Comparado com a surpresa, isso torna os primeiros ataques muito mais fáceis.

Se o jogador apenas disser "Eu tiro meu arco e atiro muito rápido antes que ele possa responder", então eles confiam na rapidez geral de seu personagem, e rolando para a iniciativa já modela isso.

A regra canônica para poder ir primeiro porque você levou a iniciativa é Surpresa , que exige que alguém faça o ataque surpresa para ganhar um concurso de perícias (Furtividade vs. Percepção).

Com essa regra como diretriz, dar a alguém um primeiro ataque deve exigir que ele ganhe algum tipo de vantagem situacional, de uma forma que tenha um risco de fracasso. Isso pode estar tomando uma posição de emboscada (Stealth), ou avistando o inimigo de longe (Percepção), ou se aproximando enquanto está disfarçado (Deception). (Nesse caso, o Nótico também percebeu que as negociações estavam se desintegrando? Isso deveria ser uma verificação do Insight.) Mas não deveria ser automático.

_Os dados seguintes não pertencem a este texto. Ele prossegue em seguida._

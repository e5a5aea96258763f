//! Content API client
//!
//! `ContentSource` is the seam between page assembly and the headless CMS.
//! `PrismicClient` implements it over the REST API with `reqwest`.

use serde::de::DeserializeOwned;
use std::future::Future;
use std::sync::{Arc, PoisonError, RwLock};
use std::time::{Duration, Instant};

use super::document::{ApiPage, ApiRoot, Document};
use super::query::{Predicate, Query};
use crate::config::ContentApiConfig;
use crate::error::ContentError;

/// Read access to published (or previewed) documents
pub trait ContentSource: Send + Sync {
    /// Run a search
    fn query(&self, query: &Query) -> impl Future<Output = Result<ApiPage, ContentError>> + Send;

    /// Fetch the page a previous response pointed at with `next_page`
    fn fetch_page(&self, cursor: &str) -> impl Future<Output = Result<ApiPage, ContentError>> + Send;

    /// Fetch one document by uid
    fn get_by_uid(
        &self,
        doc_type: &str,
        uid: &str,
        reference: Option<&str>,
    ) -> impl Future<Output = Result<Document, ContentError>> + Send {
        let query = Query::new()
            .predicate(Predicate::uid(doc_type, uid))
            .page_size(1)
            .reference(reference);
        let uid = uid.to_string();
        async move {
            let page = self.query(&query).await?;
            page.results
                .into_iter()
                .next()
                .ok_or(ContentError::NotFound(uid))
        }
    }
}

/// REST client for a Prismic-style content API
#[derive(Clone)]
pub struct PrismicClient {
    http: reqwest::Client,
    endpoint: String,
    access_token: Option<String>,
    master_ref: Arc<RwLock<Option<CachedRef>>>,
    master_ref_ttl: Duration,
}

#[derive(Debug, Clone)]
struct CachedRef {
    value: String,
    fetched_at: Instant,
}

impl PrismicClient {
    pub fn new(config: &ContentApiConfig) -> Result<Self, ContentError> {
        let http = reqwest::Client::builder()
            .timeout(Duration::from_secs(config.timeout_secs.max(1)))
            .user_agent(concat!("spacetraveling/", env!("CARGO_PKG_VERSION")))
            .build()?;

        Ok(Self {
            http,
            endpoint: config.endpoint.trim_end_matches('/').to_string(),
            access_token: config.access_token.clone().filter(|t| !t.is_empty()),
            master_ref: Arc::new(RwLock::new(None)),
            master_ref_ttl: Duration::from_secs(config.master_ref_ttl_secs),
        })
    }

    pub fn endpoint(&self) -> &str {
        &self.endpoint
    }

    /// Ref of the published content, reused for the configured TTL
    pub async fn master_ref(&self) -> Result<String, ContentError> {
        if let Some(cached) = self.cached_master_ref() {
            return Ok(cached);
        }

        let root: ApiRoot = self.get_json(&self.endpoint, &self.token_params()).await?;
        let value = root
            .master_ref()
            .map(str::to_string)
            .ok_or(ContentError::NoMasterRef)?;

        if !self.master_ref_ttl.is_zero() {
            *self.master_ref.write().unwrap_or_else(PoisonError::into_inner) = Some(CachedRef {
                value: value.clone(),
                fetched_at: Instant::now(),
            });
        }
        Ok(value)
    }

    fn cached_master_ref(&self) -> Option<String> {
        let cached = self.master_ref.read().unwrap_or_else(PoisonError::into_inner);
        cached
            .as_ref()
            .filter(|c| c.fetched_at.elapsed() < self.master_ref_ttl)
            .map(|c| c.value.clone())
    }

    /// Whether `cursor` points into this API
    pub fn owns_cursor(&self, cursor: &str) -> bool {
        match cursor.strip_prefix(self.endpoint.as_str()) {
            Some(rest) => rest.is_empty() || rest.starts_with('/') || rest.starts_with('?'),
            None => false,
        }
    }

    fn token_params(&self) -> Vec<(&'static str, String)> {
        match self.access_token {
            Some(ref token) => vec![("access_token", token.clone())],
            None => Vec::new(),
        }
    }

    async fn get_json<T: DeserializeOwned>(
        &self,
        url: &str,
        params: &[(&'static str, String)],
    ) -> Result<T, ContentError> {
        tracing::debug!("GET {}", url);
        let response = self.http.get(url).query(params).send().await?;
        let status = response.status();
        if !status.is_success() {
            return Err(ContentError::Status {
                status: status.as_u16(),
                url: url.to_string(),
            });
        }
        Ok(response.json::<T>().await?)
    }
}

impl ContentSource for PrismicClient {
    async fn query(&self, query: &Query) -> Result<ApiPage, ContentError> {
        let reference = match query.reference {
            Some(ref reference) => reference.clone(),
            None => self.master_ref().await?,
        };

        let mut params = vec![("ref", reference)];
        params.extend(query.params());
        params.extend(self.token_params());

        let url = format!("{}/documents/search", self.endpoint);
        self.get_json(&url, &params).await
    }

    async fn fetch_page(&self, cursor: &str) -> Result<ApiPage, ContentError> {
        if !self.owns_cursor(cursor) {
            return Err(ContentError::InvalidCursor(cursor.to_string()));
        }
        self.get_json(cursor, &[]).await
    }
}
//! Initialize a new site directory

use anyhow::Result;
use std::fs;
use std::path::Path;

const SAMPLE_CONFIG: &str = r#"# spacetraveling configuration

# Site
title: spacetraveling
description: ''
# pt-BR or en-US
language: pt-BR
# chrono-tz name, '' for UTC
timezone: America/Sao_Paulo
url: http://localhost:3000

# Directory
source_dir: source
public_dir: public

# Content API (PRISMIC_API_ENDPOINT / PRISMIC_ACCESS_TOKEN override these)
content_api:
  endpoint: https://spacetraveling.cdn.prismic.io/api/v2
  access_token:
  document_type: posts
  timeout_secs: 10
  # seconds the published ref is reused between API root lookups
  master_ref_ttl_secs: 30

# Home page listing
home:
  page_size: 4
  # seconds
  revalidate: 86400

# Post pages
post:
  words_per_minute: 200
  # seconds, empty never regenerates
  revalidate:

# Preview mode
preview:
  cookie: io.prismic.preview
"#;

const SAMPLE_LANGUAGE: &str = r#"# Overrides for the built-in UI strings
home:
  load_more: Carregar mais posts
"#;

/// Write `_config.yml` and the `source/` skeleton into `target_dir`
///
/// An existing `_config.yml` is left untouched.
pub fn init_site(target_dir: &Path) -> Result<()> {
    fs::create_dir_all(target_dir)?;
    fs::create_dir_all(target_dir.join("source/static"))?;
    fs::create_dir_all(target_dir.join("source/languages"))?;
    fs::create_dir_all(target_dir.join("source/templates"))?;

    let config_path = target_dir.join("_config.yml");
    if config_path.exists() {
        tracing::warn!("{:?} already exists, keeping it", config_path);
    } else {
        fs::write(&config_path, SAMPLE_CONFIG)?;
    }

    let language_path = target_dir.join("source/languages/pt-BR.yml");
    if !language_path.exists() {
        fs::write(&language_path, SAMPLE_LANGUAGE)?;
    }

    Ok(())
}
//! Generate static files

use anyhow::Result;

use crate::content::PrismicClient;
use crate::generator::Generator;
use crate::Spacetraveling;

/// Export the whole site from the configured content API
pub async fn run(site: &Spacetraveling) -> Result<()> {
    let start = std::time::Instant::now();

    let client = PrismicClient::new(&site.config.content_api)?;
    tracing::info!("Fetching content from {}", client.endpoint());

    let generator = Generator::new(site, client)?;
    let report = generator.generate().await?;

    tracing::info!(
        "Generated {} listing page(s), {} post(s) and {} static file(s) in {:.2}s",
        report.listing_pages,
        report.posts,
        report.assets,
        start.elapsed().as_secs_f64()
    );
    Ok(())
}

A regra da sua casa permite que qualquer pessoa faça o primeiro ataque, ao custo de perder o próximo turno. Isso não é um grande problema quando é um malandro começar a atirar uma flecha. Será um problema muito maior quando o feiticeiro decidir que ele vai iniciar todos os combates ao conjurar Fome de Hadar.

    
20.07.2018 / 21:01

Isso funciona bem

O que fazemos é deixar acontecer a coisa que inicia o combate e a iniciativa então , permitindo que os personagens de alta iniciativa que iniciam o combate às vezes ajam duas vezes seguidas, mesmo sem surpresa. (por exemplo, "Eu chuto a porta", "Eu esmago o carro pela loja, armas em punho", "Eu o esfaquear no rim enquanto nos movemos juntos para o beijo", mas não "eu tiro do quadril", " Eu carrego pela porta e ataco o primeiro orc que eu vejo ").

Jogamos dezenas de jogos separados dessa maneira, com talvez cem sessões combinadas. Funciona bem. Não há problemas. Corrige um problema genuíno com o sistema de iniciativa padrão.

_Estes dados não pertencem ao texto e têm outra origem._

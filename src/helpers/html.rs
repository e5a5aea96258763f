//! HTML helper functions

/// Escape HTML special characters
pub fn escape_html(s: &str) -> String {
    s.replace('&', "&amp;")
        .replace('<', "&lt;")
        .replace('>', "&gt;")
        .replace('"', "&quot;")
        .replace('\'', "&#39;")
}

/// Truncate a string to `length` characters, ending with `omission`
pub fn truncate(s: &str, length: usize, omission: Option<&str>) -> String {
    let omission = omission.unwrap_or("...");

    if s.chars().count() <= length {
        s.to_string()
    } else {
        let truncated: String = s
            .chars()
            .take(length.saturating_sub(omission.chars().count()))
            .collect();
        format!("{}{}", truncated.trim_end(), omission)
    }
}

Seu sistema proposto é quase idêntico, exceto que, teoricamente, a mudança no equilíbrio é ainda menor, ao custo de alguma complexidade adicional. A complexidade pode ser um problema (não sei, não tentei), mas certamente não está desequilibrando de maneira séria. Isso apenas torna possível emboscar as pessoas de forma sensata, em vez de apenas de uma maneira estranhamente ineficaz que destaca vários aspectos subdesenvolvidos do sistema (ver, por exemplo, Se um ataque alertar alguém a sua presença, sua iniciativa pode salvá-lo de ser surpreendido a tempo? ).

Dito isso, normalmente, eu não permitiria que "eu atire com a minha shortbow" como uma coisa de combate inicial. Se, no meio do diálogo, um jogador quisesse desenhar e disparar um arco, eu deixaria que eles o desenhassem como a coisa que desencadeou a iniciativa e explicasse isso para as outras partes envolvidas (por exemplo, "John pega uma flecha de seu quiver e se move para ataque com seu arco. O Nóculo, vendo isso, imediatamente se torna hostil. Iniciativa Roll "). Se, no entanto, o jogador tivesse entalhado e desenhado uma flecha de antemão, e estivesse conversando no ponto de curva, eu daria uma regra diferente.